▸ ASSIGNED TASK
Every entry in the following data should be output exactly.

Collected data:
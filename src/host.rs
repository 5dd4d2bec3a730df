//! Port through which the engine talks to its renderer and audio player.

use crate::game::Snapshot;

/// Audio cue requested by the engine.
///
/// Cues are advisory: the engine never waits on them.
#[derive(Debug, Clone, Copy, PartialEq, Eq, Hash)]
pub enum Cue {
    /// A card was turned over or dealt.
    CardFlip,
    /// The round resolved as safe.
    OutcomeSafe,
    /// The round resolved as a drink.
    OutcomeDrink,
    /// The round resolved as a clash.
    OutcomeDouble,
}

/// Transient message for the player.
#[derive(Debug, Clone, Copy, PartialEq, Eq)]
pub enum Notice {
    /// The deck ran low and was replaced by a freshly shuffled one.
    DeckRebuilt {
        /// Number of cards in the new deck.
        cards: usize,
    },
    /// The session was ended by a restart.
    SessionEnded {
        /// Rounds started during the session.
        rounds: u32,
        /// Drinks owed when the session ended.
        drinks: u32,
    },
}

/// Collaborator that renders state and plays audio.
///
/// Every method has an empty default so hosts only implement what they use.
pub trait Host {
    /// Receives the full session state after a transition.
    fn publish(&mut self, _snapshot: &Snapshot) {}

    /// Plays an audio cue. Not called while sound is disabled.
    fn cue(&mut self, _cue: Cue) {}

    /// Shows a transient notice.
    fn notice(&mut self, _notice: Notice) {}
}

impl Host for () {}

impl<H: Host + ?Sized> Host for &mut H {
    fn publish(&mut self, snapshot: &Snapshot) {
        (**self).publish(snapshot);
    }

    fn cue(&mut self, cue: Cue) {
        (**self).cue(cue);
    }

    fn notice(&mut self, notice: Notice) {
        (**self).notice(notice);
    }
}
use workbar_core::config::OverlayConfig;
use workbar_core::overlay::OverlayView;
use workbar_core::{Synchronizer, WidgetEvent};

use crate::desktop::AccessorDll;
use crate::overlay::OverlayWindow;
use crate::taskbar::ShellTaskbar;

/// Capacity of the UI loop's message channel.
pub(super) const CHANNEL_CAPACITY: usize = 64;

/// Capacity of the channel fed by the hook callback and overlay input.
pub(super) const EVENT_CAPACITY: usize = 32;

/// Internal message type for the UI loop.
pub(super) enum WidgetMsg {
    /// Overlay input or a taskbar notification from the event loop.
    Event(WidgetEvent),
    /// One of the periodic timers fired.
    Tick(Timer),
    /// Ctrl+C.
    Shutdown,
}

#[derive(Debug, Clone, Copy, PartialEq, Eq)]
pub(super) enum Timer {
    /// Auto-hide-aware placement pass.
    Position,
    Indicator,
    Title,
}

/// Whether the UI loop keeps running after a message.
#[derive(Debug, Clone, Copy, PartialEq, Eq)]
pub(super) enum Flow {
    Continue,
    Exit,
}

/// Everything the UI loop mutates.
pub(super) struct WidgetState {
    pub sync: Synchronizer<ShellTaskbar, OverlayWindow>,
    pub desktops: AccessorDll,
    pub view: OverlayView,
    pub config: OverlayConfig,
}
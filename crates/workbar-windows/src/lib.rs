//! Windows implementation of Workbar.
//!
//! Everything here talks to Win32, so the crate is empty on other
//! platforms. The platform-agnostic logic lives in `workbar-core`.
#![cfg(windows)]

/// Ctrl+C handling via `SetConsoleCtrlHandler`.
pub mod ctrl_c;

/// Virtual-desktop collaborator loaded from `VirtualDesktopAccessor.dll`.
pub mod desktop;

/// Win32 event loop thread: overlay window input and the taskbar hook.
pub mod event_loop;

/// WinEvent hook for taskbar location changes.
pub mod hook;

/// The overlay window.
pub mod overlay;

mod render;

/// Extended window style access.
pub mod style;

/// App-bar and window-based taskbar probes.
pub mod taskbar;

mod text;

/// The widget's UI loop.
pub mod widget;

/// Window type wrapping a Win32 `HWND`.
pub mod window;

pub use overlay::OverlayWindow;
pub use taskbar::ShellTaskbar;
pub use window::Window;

▸ EXPECTED ANSWER
filename src/host.rs
repository 5dd4d2bec3a730df
//! Port through which the engine talks to its renderer and audio player.

use crate::game::Snapshot;

/// Audio cue requested by the engine.
///
/// Cues are advisory: the engine never waits on them.
#[derive(Debug, Clone, Copy, PartialEq, Eq, Hash)]
pub enum Cue {
    /// A card was turned over or dealt.
    CardFlip,
    /// The round resolved as safe.
    OutcomeSafe,
    /// The round resolved as a drink.
    OutcomeDrink,
    /// The round resolved as a clash.
    OutcomeDouble,
}

/// Transient message for the player.
#[derive(Debug, Clone, Copy, PartialEq, Eq)]
pub enum Notice {
    /// The deck ran low and was replaced by a freshly shuffled one.
    DeckRebuilt {
        /// Number of cards in the new deck.
        cards: usize,
    },
    /// The session was ended by a restart.
    SessionEnded {
        /// Rounds started during the session.
        rounds: u32,
        /// Drinks owed when the session ended.
        drinks: u32,
    },
}

/// Collaborator that renders state and plays audio.
///
/// Every method has an empty default so hosts only implement what they use.
pub trait Host {
    /// Receives the full session state after a transition.
    fn publish(&mut self, _snapshot: &Snapshot) {}

    /// Plays an audio cue. Not called while sound is disabled.
    fn cue(&mut self, _cue: Cue) {}

    /// Shows a transient notice.
    fn notice(&mut self, _notice: Notice) {}
}

impl Host for () {}

impl<H: Host + ?Sized> Host for &mut H {
    fn publish(&mut self, snapshot: &Snapshot) {
        (**self).publish(snapshot);
    }

    fn cue(&mut self, cue: Cue) {
        (**self).cue(cue);
    }

    fn notice(&mut self, notice: Notice) {
        (**self).notice(notice);
    }
}
use workbar_core::config::OverlayConfig;
use workbar_core::overlay::OverlayView;
use workbar_core::{Synchronizer, WidgetEvent};

use crate::desktop::AccessorDll;
use crate::overlay::OverlayWindow;
use crate::taskbar::ShellTaskbar;

/// Capacity of the UI loop's message channel.
pub(super) const CHANNEL_CAPACITY: usize = 64;

/// Capacity of the channel fed by the hook callback and overlay input.
pub(super) const EVENT_CAPACITY: usize = 32;

/// Internal message type for the UI loop.
pub(super) enum WidgetMsg {
    /// Overlay input or a taskbar notification from the event loop.
    Event(WidgetEvent),
    /// One of the periodic timers fired.
    Tick(Timer),
    /// Ctrl+C.
    Shutdown,
}

#[derive(Debug, Clone, Copy, PartialEq, Eq)]
pub(super) enum Timer {
    /// Auto-hide-aware placement pass.
    Position,
    Indicator,
    Title,
}

/// Whether the UI loop keeps running after a message.
#[derive(Debug, Clone, Copy, PartialEq, Eq)]
pub(super) enum Flow {
    Continue,
    Exit,
}

/// Everything the UI loop mutates.
pub(super) struct WidgetState {
    pub sync: Synchronizer<ShellTaskbar, OverlayWindow>,
    pub desktops: AccessorDll,
    pub view: OverlayView,
    pub config: OverlayConfig,
}
filename crates/workbar-windows/src/lib.rs
//! Windows implementation of Workbar.
//!
//! Everything here talks to Win32, so the crate is empty on other
//! platforms. The platform-agnostic logic lives in `workbar-core`.
#![cfg(windows)]

/// Ctrl+C handling via `SetConsoleCtrlHandler`.
pub mod ctrl_c;

/// Virtual-desktop collaborator loaded from `VirtualDesktopAccessor.dll`.
pub mod desktop;

/// Win32 event loop thread: overlay window input and the taskbar hook.
pub mod event_loop;

/// WinEvent hook for taskbar location changes.
pub mod hook;

/// The overlay window.
pub mod overlay;

mod render;

/// Extended window style access.
pub mod style;

/// App-bar and window-based taskbar probes.
pub mod taskbar;

mod text;

/// The widget's UI loop.
pub mod widget;

/// Window type wrapping a Win32 `HWND`.
pub mod window;

pub use overlay::OverlayWindow;
pub use taskbar::ShellTaskbar;
pub use window::Window;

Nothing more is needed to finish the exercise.